Flexible sodium-ion batteries using electrodes from Samanea saman tree leaf-derived carbon quantum dots decorated with SnO2 and NaVO3

Carbonaceous materials with large interlayer spacing and disordered structure are considered suitable as electrodes in sodium-ion batteries so as to overcome the problem encountered in conventional electrodes. In this study, carbon quantum dots (CQDs) decorated with SnO2 and NaVO3 are used as electrodes in the fabrication of flexible Na-ion batteries. CQDs are prepared from dead leaves of the Samanea saman tree through alkaline-peroxide treatment and hydrothermal carbonization. As-prepared CQDs exhibit a quantum yield of 21.03% at an excitation wavelength of 360 nm. Various separators such as indium-doped tin oxide/polyoxyethylene tridecyl ether (ITO/PTE), rice paper (RP), silicone with three big holes (SIL BH), silicone with many small holes (SIL SH) and cellulose paper (CP) have been tried in flexible Na-ion batteries. SIL SH achieved higher specific capacitance (881 F g–1) than other separators due to the function of many small holes on the surface of the silicone.
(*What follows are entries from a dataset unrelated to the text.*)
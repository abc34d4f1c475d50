//! Backend w pamięci – testy i instalacje bez bazy (`database.backend = "memory"`).

use std::collections::HashMap;

use async_trait::async_trait;
use chrono::{DateTime, Utc};
use tokio::sync::RwLock;

use super::{DuplicateRecord, DuplicateStore};
use crate::error::StoreError;
use crate::fingerprint::FingerprintHash;

#[derive(Debug, Default)]
pub struct MemoryDuplicateStore {
    rows: RwLock<HashMap<(i64, i64, FingerprintHash), Vec<DuplicateRecord>>>,
}

impl MemoryDuplicateStore {
    /// Liczba fizycznie trzymanych rekordów.
    pub async fn len(&self) -> usize {
        self.rows.read().await.values().map(Vec::len).sum()
    }

    pub async fn is_empty(&self) -> bool {
        self.len().await == 0
    }
}

#[async_trait]
impl DuplicateStore for MemoryDuplicateStore {
    async fn latest_since(
        &self,
        group_id: i64,
        user_id: i64,
        hash: &FingerprintHash,
        since: DateTime<Utc>,
    ) -> Result<Option<DuplicateRecord>, StoreError> {
        let rows = self.rows.read().await;
        Ok(rows
            .get(&(group_id, user_id, *hash))
            .and_then(|list| {
                list.iter()
                    .filter(|r| r.created_at > since)
                    .max_by_key(|r| r.created_at)
            })
            .cloned())
    }

    async fn insert(&self, record: &DuplicateRecord) -> Result<(), StoreError> {
        let mut rows = self.rows.write().await;
        rows.entry((record.group_id, record.user_id, record.fingerprint_hash))
            .or_default()
            .push(record.clone());
        Ok(())
    }

    async fn purge_before(&self, cutoff: DateTime<Utc>) -> Result<u64, StoreError> {
        let mut rows = self.rows.write().await;
        let mut removed = 0u64;
        rows.retain(|_, list| {
            let before = list.len();
            list.retain(|r| r.created_at > cutoff);
            removed += (before - list.len()) as u64;
            !list.is_empty()
        });
        Ok(removed)
    }
}
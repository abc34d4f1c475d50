// src/dupstore/mod.rs
//! Magazyn odcisków wiadomości z oknem czasowym.
//!
//! Okno detekcji 24h, retencja 25h – godzina zapasu, żeby sprzątanie (z dryfem zegara/uśpienia)
//! nigdy nie usunęło rekordu, do którego okno jeszcze sięga.

use std::sync::Arc;

use async_trait::async_trait;
use chrono::{DateTime, Duration, Utc};
use dashmap::DashMap;
use tokio::sync::Mutex;
use tracing::{debug, info};

use crate::error::StoreError;
use crate::fingerprint::{ContentFingerprint, ContentKind, FingerprintHash};

pub mod memory;
pub mod pg;

pub use memory::MemoryDuplicateStore;
pub use pg::PgDuplicateStore;

pub const WINDOW_HOURS: i64 = 24;
pub const RETENTION_HOURS: i64 = 25;

#[derive(Debug, Clone, PartialEq, Eq)]
pub struct DuplicateRecord {
    pub group_id: i64,
    pub user_id: i64,
    pub fingerprint_hash: FingerprintHash,
    pub kind: ContentKind,
    pub preview: String,
    pub created_at: DateTime<Utc>,
}

/// Backend. Czas zawsze podany jawnie – "teraz" ustala `DuplicateWindow`.
#[async_trait]
pub trait DuplicateStore: Send + Sync {
    /// Najnowszy rekord dla klucza z `created_at > since`.
    async fn latest_since(
        &self,
        group_id: i64,
        user_id: i64,
        hash: &FingerprintHash,
        since: DateTime<Utc>,
    ) -> Result<Option<DuplicateRecord>, StoreError>;

    async fn insert(&self, record: &DuplicateRecord) -> Result<(), StoreError>;

    /// Usuwa rekordy z `created_at <= cutoff`, zwraca ich liczbę.
    async fn purge_before(&self, cutoff: DateTime<Utc>) -> Result<u64, StoreError>;
}

type LockKey = (i64, i64, FingerprintHash);

pub struct DuplicateWindow {
    store: Arc<dyn DuplicateStore>,
    window: Duration,
    retention: Duration,
    // sprawdzenie + zapis dla tego samego klucza muszą być atomowe
    locks: DashMap<LockKey, Arc<Mutex<()>>>,
}

impl DuplicateWindow {
    pub fn new(store: Arc<dyn DuplicateStore>) -> Self {
        Self::with_hours(store, WINDOW_HOURS, RETENTION_HOURS)
    }

    pub fn with_hours(store: Arc<dyn DuplicateStore>, window_hours: i64, retention_hours: i64) -> Self {
        Self {
            store,
            window: Duration::hours(window_hours),
            retention: Duration::hours(retention_hours),
            locks: DashMap::new(),
        }
    }

    pub async fn check_duplicate(
        &self,
        group_id: i64,
        user_id: i64,
        hash: &FingerprintHash,
    ) -> Result<Option<DuplicateRecord>, StoreError> {
        self.check_duplicate_at(group_id, user_id, hash, Utc::now()).await
    }

    pub async fn check_duplicate_at(
        &self,
        group_id: i64,
        user_id: i64,
        hash: &FingerprintHash,
        now: DateTime<Utc>,
    ) -> Result<Option<DuplicateRecord>, StoreError> {
        self.store
            .latest_since(group_id, user_id, hash, now - self.window)
            .await
    }

    pub async fn record_at(
        &self,
        group_id: i64,
        user_id: i64,
        fp: &ContentFingerprint,
        at: DateTime<Utc>,
    ) -> Result<(), StoreError> {
        self.store
            .insert(&DuplicateRecord {
                group_id,
                user_id,
                fingerprint_hash: fp.hash,
                kind: fp.kind,
                preview: fp.preview.clone(),
                created_at: at,
            })
            .await
    }

    /// Sprawdź i – jeśli to nie duplikat – zapisz. Trafienie zwraca poprzedni rekord.
    pub async fn check_and_record(
        &self,
        group_id: i64,
        user_id: i64,
        fp: &ContentFingerprint,
    ) -> Result<Option<DuplicateRecord>, StoreError> {
        self.check_and_record_at(group_id, user_id, fp, Utc::now()).await
    }

    pub async fn check_and_record_at(
        &self,
        group_id: i64,
        user_id: i64,
        fp: &ContentFingerprint,
        now: DateTime<Utc>,
    ) -> Result<Option<DuplicateRecord>, StoreError> {
        let lock = self.lock_for((group_id, user_id, fp.hash));
        let _guard = lock.lock().await;

        if let Some(prev) = self.check_duplicate_at(group_id, user_id, &fp.hash, now).await? {
            debug!(group_id, user_id, hash = %fp.hash, "duplicate hit");
            return Ok(Some(prev));
        }
        self.record_at(group_id, user_id, fp, now).await?;
        Ok(None)
    }

    pub async fn compact(&self) -> Result<u64, StoreError> {
        self.compact_at(Utc::now()).await
    }

    /// Fizycznie usuwa rekordy starsze niż retencja; przy okazji sprząta nieużywane locki.
    pub async fn compact_at(&self, now: DateTime<Utc>) -> Result<u64, StoreError> {
        let removed = self.store.purge_before(now - self.retention).await?;
        self.locks.retain(|_, m| Arc::strong_count(m) > 1);
        if removed > 0 {
            info!(removed, "expired duplicate records purged");
        }
        Ok(removed)
    }

    pub fn lock_count(&self) -> usize {
        self.locks.len()
    }

    fn lock_for(&self, key: LockKey) -> Arc<Mutex<()>> {
        self.locks.entry(key).or_default().clone()
    }
}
The SIL SH separator delivered higher discharge capacities of 141 and 114 mC g–1 at 1.5 and 2.5 V than SIL BH. The RP separator delivered specific discharge capacities of 1087 and 347 mC g–1 in the 1st and 50th cycles, respectively, at 1 V. The RP separator delivered a high initial specific discharge capacity of 698 mC g–1 at 2 V and maintained a good discharge capacity of 222 mC g–1 in the 50th cycle. As compared to RP, SIL SH delivered high specific discharge capacity of 4246 in 1st cycle at 2 V but maintained a capacity of 71 mC g–1 in the 50th cycle. This study reveals the scope of developing flexible Na-ion batteries with high capacity and cyclability using carbonaceous materials derived from the leaves of the S. saman tree. Carbon quantum dots (CQDs)-decorated with SnO2 and NaVO3 are used as electrodes in the fabrication of flexible Na-ion batteries. CQDs exhibit a quantum yield of 21% at the excitation wavelength of 360 nm. The electrochemical performances of fabricated batteries are investigated by cyclic voltammetry.